[Start of section]
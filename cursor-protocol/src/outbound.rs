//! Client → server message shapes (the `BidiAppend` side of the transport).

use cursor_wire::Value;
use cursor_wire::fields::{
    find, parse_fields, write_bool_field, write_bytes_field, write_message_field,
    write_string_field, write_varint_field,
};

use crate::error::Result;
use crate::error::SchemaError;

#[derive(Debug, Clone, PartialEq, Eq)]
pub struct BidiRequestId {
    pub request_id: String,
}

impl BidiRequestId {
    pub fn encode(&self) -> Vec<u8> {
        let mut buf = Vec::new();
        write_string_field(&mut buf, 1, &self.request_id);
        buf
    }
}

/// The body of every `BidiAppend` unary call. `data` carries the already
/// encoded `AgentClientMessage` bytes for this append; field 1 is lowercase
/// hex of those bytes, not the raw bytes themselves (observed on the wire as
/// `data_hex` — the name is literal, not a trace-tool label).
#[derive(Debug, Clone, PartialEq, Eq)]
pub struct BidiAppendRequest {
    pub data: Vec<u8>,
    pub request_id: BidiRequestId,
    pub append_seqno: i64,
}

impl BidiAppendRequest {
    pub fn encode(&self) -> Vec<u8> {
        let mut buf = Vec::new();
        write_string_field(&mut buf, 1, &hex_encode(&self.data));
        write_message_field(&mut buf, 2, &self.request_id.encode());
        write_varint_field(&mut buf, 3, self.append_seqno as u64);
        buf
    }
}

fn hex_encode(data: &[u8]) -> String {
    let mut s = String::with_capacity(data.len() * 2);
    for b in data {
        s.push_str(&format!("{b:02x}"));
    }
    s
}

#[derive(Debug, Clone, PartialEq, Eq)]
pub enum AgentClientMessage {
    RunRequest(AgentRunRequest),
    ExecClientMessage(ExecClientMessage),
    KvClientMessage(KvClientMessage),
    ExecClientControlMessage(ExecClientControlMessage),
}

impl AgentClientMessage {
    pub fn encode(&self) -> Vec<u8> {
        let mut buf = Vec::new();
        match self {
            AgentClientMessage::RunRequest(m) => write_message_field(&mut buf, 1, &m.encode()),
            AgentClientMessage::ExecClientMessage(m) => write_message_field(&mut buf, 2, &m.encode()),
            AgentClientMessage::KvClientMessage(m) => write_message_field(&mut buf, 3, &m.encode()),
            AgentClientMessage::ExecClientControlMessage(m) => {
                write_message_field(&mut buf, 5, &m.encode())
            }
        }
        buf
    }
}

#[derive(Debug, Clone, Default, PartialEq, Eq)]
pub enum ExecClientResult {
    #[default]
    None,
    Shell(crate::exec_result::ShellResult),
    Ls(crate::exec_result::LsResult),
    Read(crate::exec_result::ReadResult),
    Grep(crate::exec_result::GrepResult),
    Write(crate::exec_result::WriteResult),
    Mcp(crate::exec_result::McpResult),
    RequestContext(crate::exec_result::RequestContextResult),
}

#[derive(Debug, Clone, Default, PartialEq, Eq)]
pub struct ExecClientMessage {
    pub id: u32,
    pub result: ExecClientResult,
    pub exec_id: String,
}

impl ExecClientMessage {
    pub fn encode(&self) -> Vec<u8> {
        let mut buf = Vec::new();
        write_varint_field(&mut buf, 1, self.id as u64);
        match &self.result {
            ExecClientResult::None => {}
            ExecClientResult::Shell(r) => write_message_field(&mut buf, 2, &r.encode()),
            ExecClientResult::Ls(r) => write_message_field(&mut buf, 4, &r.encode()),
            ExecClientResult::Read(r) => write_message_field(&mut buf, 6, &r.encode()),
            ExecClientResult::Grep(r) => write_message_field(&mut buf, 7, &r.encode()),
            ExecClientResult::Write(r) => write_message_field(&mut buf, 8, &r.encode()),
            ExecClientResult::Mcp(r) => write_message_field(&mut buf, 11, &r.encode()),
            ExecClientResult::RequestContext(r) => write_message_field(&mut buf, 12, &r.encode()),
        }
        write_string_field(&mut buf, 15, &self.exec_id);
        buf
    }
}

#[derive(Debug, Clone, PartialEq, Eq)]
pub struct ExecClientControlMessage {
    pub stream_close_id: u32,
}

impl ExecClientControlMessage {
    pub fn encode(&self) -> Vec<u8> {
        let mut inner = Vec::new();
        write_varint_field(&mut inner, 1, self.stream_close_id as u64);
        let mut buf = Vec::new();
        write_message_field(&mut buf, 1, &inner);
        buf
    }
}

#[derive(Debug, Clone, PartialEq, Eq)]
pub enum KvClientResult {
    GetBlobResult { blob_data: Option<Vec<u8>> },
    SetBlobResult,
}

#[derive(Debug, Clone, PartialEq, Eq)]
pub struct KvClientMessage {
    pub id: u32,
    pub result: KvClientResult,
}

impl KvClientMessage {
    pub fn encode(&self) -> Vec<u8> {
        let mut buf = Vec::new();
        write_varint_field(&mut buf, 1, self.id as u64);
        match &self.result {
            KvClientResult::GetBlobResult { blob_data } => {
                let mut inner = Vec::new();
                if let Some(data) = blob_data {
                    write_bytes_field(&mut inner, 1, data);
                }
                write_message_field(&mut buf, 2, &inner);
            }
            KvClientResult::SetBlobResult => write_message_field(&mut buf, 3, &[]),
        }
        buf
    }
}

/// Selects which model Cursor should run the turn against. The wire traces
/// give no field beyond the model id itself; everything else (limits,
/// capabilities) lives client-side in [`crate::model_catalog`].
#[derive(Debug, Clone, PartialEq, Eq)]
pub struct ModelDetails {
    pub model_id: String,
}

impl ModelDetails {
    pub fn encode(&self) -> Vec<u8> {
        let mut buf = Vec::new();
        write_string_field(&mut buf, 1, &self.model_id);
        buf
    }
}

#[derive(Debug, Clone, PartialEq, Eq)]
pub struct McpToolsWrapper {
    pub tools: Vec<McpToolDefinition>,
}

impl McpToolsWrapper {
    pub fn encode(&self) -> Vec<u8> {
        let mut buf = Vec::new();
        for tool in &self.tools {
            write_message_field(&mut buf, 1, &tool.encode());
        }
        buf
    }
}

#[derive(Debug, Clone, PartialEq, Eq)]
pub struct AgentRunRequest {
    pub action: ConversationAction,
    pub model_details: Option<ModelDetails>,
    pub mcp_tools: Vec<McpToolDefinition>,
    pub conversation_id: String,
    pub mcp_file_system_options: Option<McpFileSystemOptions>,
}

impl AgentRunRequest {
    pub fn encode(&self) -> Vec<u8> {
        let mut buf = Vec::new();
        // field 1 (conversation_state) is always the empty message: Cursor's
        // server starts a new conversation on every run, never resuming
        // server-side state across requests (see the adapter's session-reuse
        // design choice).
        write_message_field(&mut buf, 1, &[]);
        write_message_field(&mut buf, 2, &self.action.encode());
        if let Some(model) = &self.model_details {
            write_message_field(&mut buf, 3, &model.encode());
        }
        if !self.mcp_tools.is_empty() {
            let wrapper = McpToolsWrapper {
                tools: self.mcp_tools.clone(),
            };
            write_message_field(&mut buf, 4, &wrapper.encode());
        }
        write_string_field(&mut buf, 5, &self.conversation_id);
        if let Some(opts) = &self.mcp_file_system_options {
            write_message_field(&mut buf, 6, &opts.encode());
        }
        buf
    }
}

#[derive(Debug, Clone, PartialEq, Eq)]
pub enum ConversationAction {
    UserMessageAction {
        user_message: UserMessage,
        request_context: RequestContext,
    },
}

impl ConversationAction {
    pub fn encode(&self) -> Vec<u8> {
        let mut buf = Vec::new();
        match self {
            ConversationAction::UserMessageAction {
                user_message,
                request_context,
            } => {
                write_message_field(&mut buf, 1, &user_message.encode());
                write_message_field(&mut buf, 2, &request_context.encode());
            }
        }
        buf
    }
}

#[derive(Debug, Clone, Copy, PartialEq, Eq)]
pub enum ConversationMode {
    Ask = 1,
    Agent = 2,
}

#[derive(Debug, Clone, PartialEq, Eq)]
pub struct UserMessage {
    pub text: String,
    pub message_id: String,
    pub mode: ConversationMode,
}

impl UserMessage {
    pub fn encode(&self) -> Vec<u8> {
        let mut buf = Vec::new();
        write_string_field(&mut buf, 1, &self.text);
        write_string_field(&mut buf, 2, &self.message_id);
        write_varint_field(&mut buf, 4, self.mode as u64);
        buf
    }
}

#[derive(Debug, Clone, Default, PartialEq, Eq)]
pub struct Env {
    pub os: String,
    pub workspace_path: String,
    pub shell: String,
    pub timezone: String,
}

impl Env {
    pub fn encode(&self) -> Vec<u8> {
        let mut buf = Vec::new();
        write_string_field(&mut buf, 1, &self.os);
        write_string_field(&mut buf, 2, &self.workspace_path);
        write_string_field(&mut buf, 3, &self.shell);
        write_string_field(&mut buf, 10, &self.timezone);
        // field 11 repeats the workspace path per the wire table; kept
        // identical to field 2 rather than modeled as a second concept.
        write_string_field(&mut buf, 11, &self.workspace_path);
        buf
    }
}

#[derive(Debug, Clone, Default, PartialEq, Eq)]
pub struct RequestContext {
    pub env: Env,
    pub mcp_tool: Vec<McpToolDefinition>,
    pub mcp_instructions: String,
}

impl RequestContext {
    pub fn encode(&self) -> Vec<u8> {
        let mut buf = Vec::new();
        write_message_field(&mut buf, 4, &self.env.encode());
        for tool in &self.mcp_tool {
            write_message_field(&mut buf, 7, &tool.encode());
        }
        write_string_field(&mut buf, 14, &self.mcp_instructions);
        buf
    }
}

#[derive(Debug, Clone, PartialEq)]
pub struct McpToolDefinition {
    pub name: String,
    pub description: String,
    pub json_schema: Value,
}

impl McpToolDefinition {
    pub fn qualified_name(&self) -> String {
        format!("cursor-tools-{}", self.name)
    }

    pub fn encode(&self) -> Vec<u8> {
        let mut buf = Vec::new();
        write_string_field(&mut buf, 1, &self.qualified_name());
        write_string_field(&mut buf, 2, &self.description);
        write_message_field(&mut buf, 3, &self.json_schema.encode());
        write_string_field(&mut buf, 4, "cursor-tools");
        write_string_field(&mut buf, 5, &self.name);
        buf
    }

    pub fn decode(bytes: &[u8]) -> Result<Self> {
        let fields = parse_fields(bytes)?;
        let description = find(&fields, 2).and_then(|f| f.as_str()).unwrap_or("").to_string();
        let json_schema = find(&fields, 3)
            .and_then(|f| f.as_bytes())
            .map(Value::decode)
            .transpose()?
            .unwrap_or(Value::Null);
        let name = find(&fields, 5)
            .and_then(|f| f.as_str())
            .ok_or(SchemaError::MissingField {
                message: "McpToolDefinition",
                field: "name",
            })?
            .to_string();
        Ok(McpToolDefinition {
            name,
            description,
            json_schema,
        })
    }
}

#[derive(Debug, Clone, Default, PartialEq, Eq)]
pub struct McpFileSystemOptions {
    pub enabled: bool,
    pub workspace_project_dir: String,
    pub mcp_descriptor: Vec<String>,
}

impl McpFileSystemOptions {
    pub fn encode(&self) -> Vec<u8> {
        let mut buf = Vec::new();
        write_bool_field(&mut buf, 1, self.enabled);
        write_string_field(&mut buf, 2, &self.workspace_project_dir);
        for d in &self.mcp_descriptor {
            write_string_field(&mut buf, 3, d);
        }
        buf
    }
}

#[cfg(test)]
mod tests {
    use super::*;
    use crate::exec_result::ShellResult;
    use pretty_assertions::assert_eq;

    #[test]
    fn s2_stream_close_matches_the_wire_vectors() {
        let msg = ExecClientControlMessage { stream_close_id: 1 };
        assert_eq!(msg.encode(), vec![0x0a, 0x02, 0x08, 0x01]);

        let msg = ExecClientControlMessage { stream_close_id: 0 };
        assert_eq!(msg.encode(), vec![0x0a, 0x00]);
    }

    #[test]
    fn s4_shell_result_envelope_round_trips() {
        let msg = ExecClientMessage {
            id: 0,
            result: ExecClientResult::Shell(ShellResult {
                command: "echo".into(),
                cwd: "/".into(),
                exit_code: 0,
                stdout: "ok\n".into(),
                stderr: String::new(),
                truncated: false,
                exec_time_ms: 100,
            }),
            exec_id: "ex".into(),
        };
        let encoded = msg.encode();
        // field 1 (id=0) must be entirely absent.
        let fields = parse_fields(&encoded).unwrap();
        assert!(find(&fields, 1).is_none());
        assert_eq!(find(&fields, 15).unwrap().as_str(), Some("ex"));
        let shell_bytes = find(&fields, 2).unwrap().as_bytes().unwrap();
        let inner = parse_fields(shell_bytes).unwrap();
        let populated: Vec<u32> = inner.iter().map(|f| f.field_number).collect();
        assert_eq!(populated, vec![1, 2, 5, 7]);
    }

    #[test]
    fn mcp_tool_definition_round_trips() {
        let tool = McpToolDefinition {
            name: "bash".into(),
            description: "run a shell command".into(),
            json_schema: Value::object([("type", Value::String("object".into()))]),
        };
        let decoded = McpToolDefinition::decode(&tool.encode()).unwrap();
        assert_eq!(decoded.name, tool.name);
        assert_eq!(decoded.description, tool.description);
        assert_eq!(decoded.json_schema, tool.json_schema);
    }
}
[End of section]
[Start of section]
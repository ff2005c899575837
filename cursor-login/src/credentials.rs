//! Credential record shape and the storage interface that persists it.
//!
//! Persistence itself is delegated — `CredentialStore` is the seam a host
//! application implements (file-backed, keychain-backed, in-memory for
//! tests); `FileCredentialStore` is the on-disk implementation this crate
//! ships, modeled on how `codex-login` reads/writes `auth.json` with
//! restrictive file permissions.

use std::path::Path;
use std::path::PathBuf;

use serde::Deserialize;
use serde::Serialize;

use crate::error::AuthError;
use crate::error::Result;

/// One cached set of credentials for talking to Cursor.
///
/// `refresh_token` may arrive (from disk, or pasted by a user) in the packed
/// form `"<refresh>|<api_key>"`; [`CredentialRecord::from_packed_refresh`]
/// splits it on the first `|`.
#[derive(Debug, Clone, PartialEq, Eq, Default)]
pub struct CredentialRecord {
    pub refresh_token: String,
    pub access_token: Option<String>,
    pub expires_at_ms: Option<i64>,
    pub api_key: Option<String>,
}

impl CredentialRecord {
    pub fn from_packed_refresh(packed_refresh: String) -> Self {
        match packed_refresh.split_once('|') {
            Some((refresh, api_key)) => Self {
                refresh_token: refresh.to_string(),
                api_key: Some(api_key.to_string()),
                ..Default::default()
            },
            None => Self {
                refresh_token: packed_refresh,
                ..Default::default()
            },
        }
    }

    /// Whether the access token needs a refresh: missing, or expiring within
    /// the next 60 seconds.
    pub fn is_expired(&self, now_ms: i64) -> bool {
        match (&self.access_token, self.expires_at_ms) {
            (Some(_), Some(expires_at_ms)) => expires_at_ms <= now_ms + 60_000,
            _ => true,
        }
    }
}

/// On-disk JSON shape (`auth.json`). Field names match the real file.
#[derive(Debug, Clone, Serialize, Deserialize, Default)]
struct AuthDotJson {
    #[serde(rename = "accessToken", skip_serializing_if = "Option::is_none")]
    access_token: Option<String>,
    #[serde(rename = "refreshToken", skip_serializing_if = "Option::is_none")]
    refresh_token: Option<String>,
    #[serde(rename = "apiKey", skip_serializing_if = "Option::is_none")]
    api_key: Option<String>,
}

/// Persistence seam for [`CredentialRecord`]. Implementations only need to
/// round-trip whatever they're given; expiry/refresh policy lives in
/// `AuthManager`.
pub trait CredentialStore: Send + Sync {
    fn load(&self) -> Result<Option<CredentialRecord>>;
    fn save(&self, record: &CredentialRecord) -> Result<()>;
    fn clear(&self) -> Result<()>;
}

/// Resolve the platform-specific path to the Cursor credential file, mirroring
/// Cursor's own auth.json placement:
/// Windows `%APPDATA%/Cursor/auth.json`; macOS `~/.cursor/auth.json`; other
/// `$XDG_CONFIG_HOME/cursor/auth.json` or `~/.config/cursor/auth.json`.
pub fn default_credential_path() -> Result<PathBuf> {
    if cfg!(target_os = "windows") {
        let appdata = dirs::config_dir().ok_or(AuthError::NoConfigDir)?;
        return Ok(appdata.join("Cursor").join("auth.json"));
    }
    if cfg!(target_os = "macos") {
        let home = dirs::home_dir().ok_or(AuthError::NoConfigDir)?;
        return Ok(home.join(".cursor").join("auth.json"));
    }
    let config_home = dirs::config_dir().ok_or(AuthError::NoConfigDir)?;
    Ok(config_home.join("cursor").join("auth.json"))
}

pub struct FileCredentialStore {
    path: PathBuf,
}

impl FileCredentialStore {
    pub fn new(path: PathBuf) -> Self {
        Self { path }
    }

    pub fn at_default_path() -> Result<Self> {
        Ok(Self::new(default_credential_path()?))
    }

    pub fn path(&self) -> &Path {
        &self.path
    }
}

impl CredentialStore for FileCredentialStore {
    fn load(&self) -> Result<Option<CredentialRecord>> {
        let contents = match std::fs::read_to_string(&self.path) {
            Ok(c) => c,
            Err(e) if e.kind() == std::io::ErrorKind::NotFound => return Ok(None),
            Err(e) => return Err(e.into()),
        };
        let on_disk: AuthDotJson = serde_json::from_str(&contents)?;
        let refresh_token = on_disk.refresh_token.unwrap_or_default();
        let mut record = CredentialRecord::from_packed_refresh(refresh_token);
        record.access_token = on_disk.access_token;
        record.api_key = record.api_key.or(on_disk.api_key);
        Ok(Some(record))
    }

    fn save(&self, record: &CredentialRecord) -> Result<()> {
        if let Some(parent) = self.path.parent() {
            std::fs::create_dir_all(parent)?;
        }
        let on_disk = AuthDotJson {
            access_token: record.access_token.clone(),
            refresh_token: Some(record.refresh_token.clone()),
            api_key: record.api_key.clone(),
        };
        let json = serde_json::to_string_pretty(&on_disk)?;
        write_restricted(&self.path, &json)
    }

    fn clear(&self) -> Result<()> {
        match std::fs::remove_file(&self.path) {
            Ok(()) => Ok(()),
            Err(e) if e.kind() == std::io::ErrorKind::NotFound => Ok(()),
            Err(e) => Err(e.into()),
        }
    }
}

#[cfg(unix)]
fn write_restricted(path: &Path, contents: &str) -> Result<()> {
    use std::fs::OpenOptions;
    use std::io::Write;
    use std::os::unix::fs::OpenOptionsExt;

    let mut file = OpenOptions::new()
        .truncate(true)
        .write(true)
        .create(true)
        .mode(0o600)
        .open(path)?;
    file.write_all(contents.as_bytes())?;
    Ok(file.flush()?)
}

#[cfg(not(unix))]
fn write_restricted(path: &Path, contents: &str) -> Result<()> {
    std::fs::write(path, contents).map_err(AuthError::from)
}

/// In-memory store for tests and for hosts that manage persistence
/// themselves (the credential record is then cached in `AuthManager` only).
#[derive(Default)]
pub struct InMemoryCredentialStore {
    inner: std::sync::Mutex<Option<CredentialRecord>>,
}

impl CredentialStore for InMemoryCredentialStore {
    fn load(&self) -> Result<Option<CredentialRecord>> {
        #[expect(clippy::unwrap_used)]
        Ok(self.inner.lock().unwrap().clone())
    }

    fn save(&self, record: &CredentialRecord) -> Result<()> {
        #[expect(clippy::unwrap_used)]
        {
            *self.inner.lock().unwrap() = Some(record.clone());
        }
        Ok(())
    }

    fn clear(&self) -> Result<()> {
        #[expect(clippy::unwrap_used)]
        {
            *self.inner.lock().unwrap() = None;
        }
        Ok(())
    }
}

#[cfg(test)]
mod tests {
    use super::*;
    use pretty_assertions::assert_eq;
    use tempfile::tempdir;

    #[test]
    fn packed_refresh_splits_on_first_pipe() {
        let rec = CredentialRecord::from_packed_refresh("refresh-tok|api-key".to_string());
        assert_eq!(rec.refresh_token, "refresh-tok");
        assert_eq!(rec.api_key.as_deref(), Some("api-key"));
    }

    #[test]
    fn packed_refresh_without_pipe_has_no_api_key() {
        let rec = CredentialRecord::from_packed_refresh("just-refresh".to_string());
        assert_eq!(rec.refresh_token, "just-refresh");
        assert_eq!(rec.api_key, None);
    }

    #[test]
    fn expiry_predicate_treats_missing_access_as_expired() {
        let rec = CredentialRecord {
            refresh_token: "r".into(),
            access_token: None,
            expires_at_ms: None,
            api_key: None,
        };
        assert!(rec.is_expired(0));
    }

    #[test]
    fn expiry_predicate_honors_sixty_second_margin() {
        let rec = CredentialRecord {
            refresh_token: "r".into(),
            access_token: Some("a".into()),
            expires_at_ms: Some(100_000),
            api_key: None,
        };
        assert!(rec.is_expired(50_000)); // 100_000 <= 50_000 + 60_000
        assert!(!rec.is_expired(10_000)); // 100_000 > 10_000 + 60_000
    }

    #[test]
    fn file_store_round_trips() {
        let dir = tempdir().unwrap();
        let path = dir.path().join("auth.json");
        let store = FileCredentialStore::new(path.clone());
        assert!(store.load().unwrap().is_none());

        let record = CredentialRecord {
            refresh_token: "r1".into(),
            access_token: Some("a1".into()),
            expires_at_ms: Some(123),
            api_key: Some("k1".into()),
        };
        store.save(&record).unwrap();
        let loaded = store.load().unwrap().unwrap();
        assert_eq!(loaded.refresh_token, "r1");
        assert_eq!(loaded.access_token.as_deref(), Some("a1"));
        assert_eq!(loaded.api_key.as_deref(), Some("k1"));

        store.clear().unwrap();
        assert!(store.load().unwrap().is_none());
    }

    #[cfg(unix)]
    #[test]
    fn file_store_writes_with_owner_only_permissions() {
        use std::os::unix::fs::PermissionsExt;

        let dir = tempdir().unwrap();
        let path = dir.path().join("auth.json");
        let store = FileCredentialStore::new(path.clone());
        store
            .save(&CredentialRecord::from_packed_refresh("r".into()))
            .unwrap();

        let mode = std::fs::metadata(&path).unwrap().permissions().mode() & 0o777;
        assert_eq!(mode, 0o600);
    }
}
[End of section]
[Start of section]
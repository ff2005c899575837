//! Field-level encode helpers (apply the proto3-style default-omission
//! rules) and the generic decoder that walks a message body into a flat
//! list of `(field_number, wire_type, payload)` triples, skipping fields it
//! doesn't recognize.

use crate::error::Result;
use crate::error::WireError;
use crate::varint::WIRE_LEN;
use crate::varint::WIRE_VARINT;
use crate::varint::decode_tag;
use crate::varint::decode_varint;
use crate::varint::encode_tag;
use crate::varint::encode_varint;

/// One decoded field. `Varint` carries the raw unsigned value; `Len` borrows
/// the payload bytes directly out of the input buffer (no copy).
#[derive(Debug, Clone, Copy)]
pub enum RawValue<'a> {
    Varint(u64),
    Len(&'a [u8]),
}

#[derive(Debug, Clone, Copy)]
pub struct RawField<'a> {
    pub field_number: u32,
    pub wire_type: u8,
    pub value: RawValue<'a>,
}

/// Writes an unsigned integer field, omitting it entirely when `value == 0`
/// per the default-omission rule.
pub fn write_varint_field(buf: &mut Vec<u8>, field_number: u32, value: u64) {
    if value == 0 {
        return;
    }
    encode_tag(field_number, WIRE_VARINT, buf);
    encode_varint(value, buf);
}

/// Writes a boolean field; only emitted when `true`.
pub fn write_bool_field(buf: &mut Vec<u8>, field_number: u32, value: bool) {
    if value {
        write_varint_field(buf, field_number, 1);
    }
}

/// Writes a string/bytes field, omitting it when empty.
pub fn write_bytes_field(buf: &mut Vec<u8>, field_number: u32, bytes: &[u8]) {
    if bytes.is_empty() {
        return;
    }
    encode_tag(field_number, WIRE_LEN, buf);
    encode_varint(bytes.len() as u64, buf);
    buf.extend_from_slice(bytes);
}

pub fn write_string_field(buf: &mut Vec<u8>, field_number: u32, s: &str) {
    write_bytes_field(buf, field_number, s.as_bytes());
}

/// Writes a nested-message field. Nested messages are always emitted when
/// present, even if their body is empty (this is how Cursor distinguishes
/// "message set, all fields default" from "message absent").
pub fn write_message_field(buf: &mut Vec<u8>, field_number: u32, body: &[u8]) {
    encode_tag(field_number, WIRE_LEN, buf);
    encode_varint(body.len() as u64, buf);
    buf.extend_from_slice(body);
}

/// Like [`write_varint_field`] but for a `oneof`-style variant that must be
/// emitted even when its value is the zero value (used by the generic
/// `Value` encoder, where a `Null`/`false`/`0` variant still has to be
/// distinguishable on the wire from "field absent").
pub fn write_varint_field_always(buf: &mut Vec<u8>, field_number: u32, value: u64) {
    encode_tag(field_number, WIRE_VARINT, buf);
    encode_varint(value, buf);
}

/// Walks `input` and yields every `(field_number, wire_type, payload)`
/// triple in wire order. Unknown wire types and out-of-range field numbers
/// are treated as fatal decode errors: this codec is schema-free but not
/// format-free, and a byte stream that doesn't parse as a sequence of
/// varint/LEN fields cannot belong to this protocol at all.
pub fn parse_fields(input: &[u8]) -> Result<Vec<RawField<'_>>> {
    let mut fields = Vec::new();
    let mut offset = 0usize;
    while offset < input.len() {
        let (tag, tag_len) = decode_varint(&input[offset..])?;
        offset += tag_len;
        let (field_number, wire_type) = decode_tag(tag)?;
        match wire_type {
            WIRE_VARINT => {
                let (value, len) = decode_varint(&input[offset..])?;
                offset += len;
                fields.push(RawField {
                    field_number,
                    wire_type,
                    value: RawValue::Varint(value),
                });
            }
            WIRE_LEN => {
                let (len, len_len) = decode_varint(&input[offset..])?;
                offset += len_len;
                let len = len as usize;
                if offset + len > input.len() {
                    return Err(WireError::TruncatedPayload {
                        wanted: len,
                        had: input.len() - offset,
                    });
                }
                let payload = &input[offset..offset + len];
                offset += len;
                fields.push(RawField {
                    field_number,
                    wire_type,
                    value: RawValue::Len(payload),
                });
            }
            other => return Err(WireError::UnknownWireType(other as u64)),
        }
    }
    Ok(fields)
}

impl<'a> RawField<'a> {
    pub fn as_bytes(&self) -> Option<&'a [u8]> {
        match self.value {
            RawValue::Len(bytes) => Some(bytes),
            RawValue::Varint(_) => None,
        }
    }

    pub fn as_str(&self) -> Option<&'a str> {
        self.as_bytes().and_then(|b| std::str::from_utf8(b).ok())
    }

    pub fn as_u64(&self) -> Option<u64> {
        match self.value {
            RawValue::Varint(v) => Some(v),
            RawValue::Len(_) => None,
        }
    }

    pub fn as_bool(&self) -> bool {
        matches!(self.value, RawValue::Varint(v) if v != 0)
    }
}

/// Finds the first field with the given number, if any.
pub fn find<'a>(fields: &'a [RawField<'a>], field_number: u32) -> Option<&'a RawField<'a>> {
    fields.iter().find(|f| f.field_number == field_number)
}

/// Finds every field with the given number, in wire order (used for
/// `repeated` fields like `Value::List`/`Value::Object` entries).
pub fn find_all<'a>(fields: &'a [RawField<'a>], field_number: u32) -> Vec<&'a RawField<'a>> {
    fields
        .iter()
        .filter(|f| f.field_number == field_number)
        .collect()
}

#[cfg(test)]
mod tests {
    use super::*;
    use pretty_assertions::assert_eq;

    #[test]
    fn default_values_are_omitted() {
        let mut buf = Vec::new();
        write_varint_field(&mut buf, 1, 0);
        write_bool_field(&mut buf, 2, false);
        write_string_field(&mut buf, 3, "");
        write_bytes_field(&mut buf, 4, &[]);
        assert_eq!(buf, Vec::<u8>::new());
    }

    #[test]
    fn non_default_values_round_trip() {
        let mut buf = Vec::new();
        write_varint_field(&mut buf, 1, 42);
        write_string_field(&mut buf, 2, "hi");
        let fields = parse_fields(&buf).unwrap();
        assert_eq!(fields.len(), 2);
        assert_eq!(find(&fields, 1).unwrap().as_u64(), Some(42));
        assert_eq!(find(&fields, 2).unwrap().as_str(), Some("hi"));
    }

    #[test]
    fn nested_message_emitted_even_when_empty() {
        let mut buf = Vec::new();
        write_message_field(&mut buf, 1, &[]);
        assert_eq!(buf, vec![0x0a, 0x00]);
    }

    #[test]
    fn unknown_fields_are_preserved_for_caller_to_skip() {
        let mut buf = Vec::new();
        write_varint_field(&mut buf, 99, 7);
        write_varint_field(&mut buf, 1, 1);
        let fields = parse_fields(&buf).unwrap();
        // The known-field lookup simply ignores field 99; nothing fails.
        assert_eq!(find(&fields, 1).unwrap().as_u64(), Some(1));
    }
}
[End of section]
Task statement
Write out, from the lines above, only those from the line with "write_varint_field(buf, field_number, 1);" to the line with "pub fn write_string_field(buf: &mut", exactly as given, including the first and the last.

Result of this task
        write_varint_field(buf, field_number, 1);
    }
}

/// Writes a string/bytes field, omitting it when empty.
pub fn write_bytes_field(buf: &mut Vec<u8>, field_number: u32, bytes: &[u8]) {
    if bytes.is_empty() {
        return;
    }
    encode_tag(field_number, WIRE_LEN, buf);
    encode_varint(bytes.len() as u64, buf);
    buf.extend_from_slice(bytes);
}

pub fn write_string_field(buf: &mut Vec<u8>, field_number: u32, s: &str) {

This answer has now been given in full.